The Governor General of Australia, David Hurley, made the announcement in the country’s parliament in Canberra. A series of declaration ceremonies will be held in state parliaments across the country on Sunday.
A national day of remembrance will be held on September 22 after Prime Minister Anthony Albanese returns from Britain, where he will attend the Queen’s funeral. A commemorative event will also be held on that day as it has been declared a public holiday.
As Head of State, Queen Elizabeth II visited Australia 16 times.
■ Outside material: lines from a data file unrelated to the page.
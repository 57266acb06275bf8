//! Index error types.

use thiserror::Error;

/// Errors that can occur during index operations.
#[derive(Debug, Error)]
pub enum IndexError {
    /// Tantivy index error
    #[error("Tantivy error: {0}")]
    Tantivy(#[from] tantivy::TantivyError),

    /// Query parse error
    #[error("Query parse error: {0}")]
    QueryParse(#[from] tantivy::query::QueryParserError),

    /// Schema mismatch
    #[error("Schema mismatch: {0}")]
    SchemaMismatch(String),

    /// Writer mutex poisoned by a panicking holder
    #[error("Index is locked: {0}")]
    IndexLocked(String),
}
//! Ticket matchmaker simulator.
//!
//! Feeds a matchmaker with synthetic tickets and lets the scheduler run
//! passes over them, logging every group that forms.
//!
//! # Modules
//!
//! - `cli`: Command-line argument parsing with clap
//! - `commands`: Simulation driver and synthetic ticket generation

pub mod cli;
pub mod commands;

pub use cli::{Cli, Commands};
pub use commands::{
    largest_first, run_simulation, start_simulation, synthetic_request, SimulationOptions,
    SimulationSummary,
};
use pulldown_cmark::{html, Event, Options, Parser};

use crate::report::document::ReportDocument;
use crate::report::formatters::markdown::MarkdownFormatter;

/// HTML formatter for report previews
pub struct HtmlFormatter;

impl HtmlFormatter {
    /// Render the report body as an HTML fragment (no `<html>` wrapper).
    pub fn format_fragment(document: &ReportDocument) -> String {
        let markdown = MarkdownFormatter::format(document);

        let mut options = Options::empty();
        options.insert(Options::ENABLE_TABLES);

        // Officer-typed text is never trusted as markup
        let parser = Parser::new_ext(&markdown, options).map(|event| match event {
            Event::Html(raw) | Event::InlineHtml(raw) => Event::Text(raw),
            other => other,
        });
        let mut out = String::with_capacity(markdown.len() * 2);
        html::push_html(&mut out, parser);
        out
    }
}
“From his famous first trip to Australia, the only sovereign ever to visit, it was clear that Australia held a special place in his heart,” Albanese said in a statement on Friday.
“Fifteen more tours before raving crowds in every part of our country confirmed the special place he holds among us.”
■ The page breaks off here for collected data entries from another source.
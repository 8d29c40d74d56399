//! Session form state
//!
//! `ReportForm` is everything one session has collected. Rows are kept as
//! typed records per section; `TableView` is the uniform text snapshot the
//! page and the renderer read from.

use std::path::Path;

use serde::{Deserialize, Serialize};

use crate::error::FormError;
use crate::form::cell::RowCells;
use crate::form::month::ReportMonth;
use crate::form::rows::{
    BudgetRow, DevelopmentRow, SectionRow, StaffingRow, StakeholderRow, UtilisationRow, VehicleRow,
};
use crate::form::sections::{TableSection, TextField};

const ACCEPTED_IMAGE_EXTENSIONS: &[&str] = &["png", "jpg", "jpeg"];

/// Text snapshot of one table.
#[derive(Debug, Clone, PartialEq, Eq, Serialize)]
pub struct TableView {
    pub section: TableSection,
    pub columns: Vec<String>,
    pub rows: Vec<Vec<String>>,
}

/// An uploaded report image. Recorded, never embedded in the document.
#[derive(Debug, Clone, PartialEq, Eq, Serialize, Deserialize)]
pub struct ImageAttachment {
    pub file_name: String,
    pub content_type: Option<String>,
    pub size_bytes: usize,
}

impl ImageAttachment {
    pub fn new(
        file_name: impl Into<String>,
        content_type: Option<String>,
        size_bytes: usize,
    ) -> Result<Self, FormError> {
        let file_name = file_name.into();
        let accepted = Path::new(&file_name)
            .extension()
            .and_then(|ext| ext.to_str())
            .map(|ext| {
                ACCEPTED_IMAGE_EXTENSIONS
                    .iter()
                    .any(|allowed| ext.eq_ignore_ascii_case(allowed))
            })
            .unwrap_or(false);

        if !accepted {
            return Err(FormError::UnsupportedImage(file_name));
        }

        Ok(Self {
            file_name,
            content_type,
            size_bytes,
        })
    }
}

/// All values collected during one session.
#[derive(Debug, Clone, Default, PartialEq, Eq, Serialize, Deserialize)]
pub struct ReportForm {
    #[serde(default)]
    pub officer_name: String,
    #[serde(default)]
    pub report_month: ReportMonth,
    #[serde(default)]
    pub staffing: Vec<StaffingRow>,
    #[serde(default)]
    pub vehicles: Vec<VehicleRow>,
    #[serde(default)]
    pub budget: Vec<BudgetRow>,
    #[serde(default)]
    pub development: Vec<DevelopmentRow>,
    #[serde(default)]
    pub utilisation: Vec<UtilisationRow>,
    #[serde(default)]
    pub stakeholders: Vec<StakeholderRow>,
    #[serde(default)]
    pub challenges: String,
    #[serde(default)]
    pub recommendations: String,
    #[serde(default)]
    pub images: Vec<ImageAttachment>,
}

impl ReportForm {
    /// Empty form for the given reporting month.
    pub fn new(report_month: ReportMonth) -> Self {
        Self {
            report_month,
            ..Self::default()
        }
    }

    pub fn set_officer_name(&mut self, name: impl Into<String>) {
        self.officer_name = name.into();
    }

    pub fn set_report_month(&mut self, month: ReportMonth) {
        self.report_month = month;
    }

    pub fn text(&self, field: TextField) -> &str {
        match field {
            TextField::Challenges => &self.challenges,
            TextField::Recommendations => &self.recommendations,
        }
    }

    pub fn set_text(&mut self, field: TextField, value: impl Into<String>) {
        let value = value.into();
        match field {
            TextField::Challenges => self.challenges = value,
            TextField::Recommendations => self.recommendations = value,
        }
    }

    pub fn table(&self, section: TableSection) -> TableView {
        let table = self.rows(section);
        TableView {
            section,
            columns: section.columns().iter().map(|c| c.to_string()).collect(),
            rows: table.cell_rows(),
        }
    }

    /// All tables, in section order.
    pub fn tables(&self) -> Vec<TableView> {
        TableSection::ALL
            .into_iter()
            .map(|section| self.table(section))
            .collect()
    }

    pub fn row_count(&self, section: TableSection) -> usize {
        self.rows(section).len()
    }

    /// Append a row and return its index.
    pub fn append_row(&mut self, section: TableSection, cells: RowCells) -> usize {
        let table = self.rows_mut(section);
        table.push_cells(cells);
        table.len() - 1
    }

    pub fn update_row(
        &mut self,
        section: TableSection,
        index: usize,
        cells: RowCells,
    ) -> Result<(), FormError> {
        let table = self.rows_mut(section);
        check_index(section, index, table.len())?;
        table.set_cells(index, cells);
        Ok(())
    }

    pub fn remove_row(&mut self, section: TableSection, index: usize) -> Result<(), FormError> {
        let table = self.rows_mut(section);
        check_index(section, index, table.len())?;
        table.remove_at(index);
        Ok(())
    }

    pub fn replace_table(&mut self, section: TableSection, rows: Vec<RowCells>) {
        self.rows_mut(section).replace_all(rows);
    }

    pub fn attach_image(&mut self, image: ImageAttachment) {
        self.images.push(image);
    }

    pub fn images(&self) -> &[ImageAttachment] {
        &self.images
    }

    fn rows(&self, section: TableSection) -> &dyn RowTable {
        match section {
            TableSection::Staffing => &self.staffing,
            TableSection::Vehicles => &self.vehicles,
            TableSection::Budget => &self.budget,
            TableSection::Development => &self.development,
            TableSection::Utilisation => &self.utilisation,
            TableSection::Stakeholders => &self.stakeholders,
        }
    }

    fn rows_mut(&mut self, section: TableSection) -> &mut dyn RowTable {
        match section {
            TableSection::Staffing => &mut self.staffing,
            TableSection::Vehicles => &mut self.vehicles,
            TableSection::Budget => &mut self.budget,
            TableSection::Development => &mut self.development,
            TableSection::Utilisation => &mut self.utilisation,
            TableSection::Stakeholders => &mut self.stakeholders,
        }
    }
}

fn check_index(section: TableSection, index: usize, len: usize) -> Result<(), FormError> {
    if index < len {
        Ok(())
    } else {
        Err(FormError::RowOutOfRange {
            section: section.slug(),
            index,
            len,
        })
    }
}

/// Section-agnostic access to a `Vec` of typed rows.
trait RowTable {
    fn len(&self) -> usize;
    fn cell_rows(&self) -> Vec<Vec<String>>;
    fn push_cells(&mut self, cells: RowCells);
    fn set_cells(&mut self, index: usize, cells: RowCells);
    fn remove_at(&mut self, index: usize);
    fn replace_all(&mut self, rows: Vec<RowCells>);
}

impl<R: SectionRow> RowTable for Vec<R> {
    fn len(&self) -> usize {
        Vec::len(self)
    }

    fn cell_rows(&self) -> Vec<Vec<String>> {
        self.iter().map(R::cells).collect()
    }

    fn push_cells(&mut self, cells: RowCells) {
        self.push(R::from_cells(cells));
    }

    fn set_cells(&mut self, index: usize, cells: RowCells) {
        self[index] = R::from_cells(cells);
    }

    fn remove_at(&mut self, index: usize) {
        self.remove(index);
    }

    fn replace_all(&mut self, rows: Vec<RowCells>) {
        *self = rows.into_iter().map(R::from_cells).collect();
    }
}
In 1999 Australia held a referendum on whether to remove the Queen as head of state, but it was defeated.
On Friday, Sydney’s iconic Opera House paid tribute to the Queen.
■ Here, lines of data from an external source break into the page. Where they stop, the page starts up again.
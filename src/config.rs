//! Server configuration
//!
//! Read once at startup from environment variables:
//! - `BIND_ADDR` (default `0.0.0.0`)
//! - `PORT` (default `3000`)
//! - `SESSION_TTL_SECS`: idle time before a session is discarded (default 3600)
//! - `SESSION_CAPACITY`: maximum live sessions (default 1000)
//! - `MAX_UPLOAD_BYTES`: request body limit for image uploads (default 10 MiB)
//!
//! Unparseable values fall back to the default with a warning.

use std::net::{IpAddr, Ipv4Addr, SocketAddr};
use std::str::FromStr;
use std::time::Duration;

#[derive(Debug, Clone, PartialEq, Eq)]
pub struct ServerConfig {
    pub bind_addr: IpAddr,
    pub port: u16,
    pub session_ttl: Duration,
    pub session_capacity: u64,
    pub max_upload_bytes: usize,
}

impl Default for ServerConfig {
    fn default() -> Self {
        Self {
            bind_addr: IpAddr::V4(Ipv4Addr::UNSPECIFIED),
            port: 3000,
            session_ttl: Duration::from_secs(3600),
            session_capacity: 1_000,
            max_upload_bytes: 10 * 1024 * 1024,
        }
    }
}

impl ServerConfig {
    pub fn from_env() -> Self {
        Self::from_lookup(|key| std::env::var(key).ok())
    }

    /// Build from an arbitrary key lookup (the environment in production).
    pub fn from_lookup<F>(lookup: F) -> Self
    where
        F: Fn(&str) -> Option<String>,
    {
        let defaults = Self::default();

        Self {
            bind_addr: parse_or(&lookup, "BIND_ADDR", defaults.bind_addr),
            port: parse_or(&lookup, "PORT", defaults.port),
            session_ttl: Duration::from_secs(parse_or(
                &lookup,
                "SESSION_TTL_SECS",
                defaults.session_ttl.as_secs(),
            )),
            session_capacity: parse_or(&lookup, "SESSION_CAPACITY", defaults.session_capacity),
            max_upload_bytes: parse_or(&lookup, "MAX_UPLOAD_BYTES", defaults.max_upload_bytes),
        }
    }

    pub fn socket_addr(&self) -> SocketAddr {
        SocketAddr::new(self.bind_addr, self.port)
    }
}

fn parse_or<F, T>(lookup: &F, key: &str, default: T) -> T
where
    F: Fn(&str) -> Option<String>,
    T: FromStr + std::fmt::Display,
{
    match lookup(key) {
        Some(raw) => raw.trim().parse().unwrap_or_else(|_| {
            tracing::warn!("Ignoring invalid {}={:?}, using {}", key, raw, default);
            default
        }),
        None => default,
    }
}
Neighboring New Zealand also officially announced King Charles III as its head of state in a televised ceremony on Sunday.
Prime Minister Jacinda Ardern said Queen Elizabeth served the people of New Zealand with unwavering commitment for 70 years.
“For most New Zealanders, he’s the only monarch we’ve ever known, so with his death we’re entering a period of transition,” Ardern said.
“King Charles has long held a fondness for New Zealand and continues to demonstrate his deep concern for our nation.” she added. “When one chapter ends, another begins.”
Canada’s Parliament will meet Thursday to allow members to pay their respects to Queen Elizabeth II, Prime Minister Justin Trudeau said on Twitter Saturday.
Canadian Parliament will also delay its opening session by a day, Trudeau said. “To accommodate Her Majesty’s funeral, the opening of the session has been delayed by one day – to September 20,” Trudeau said.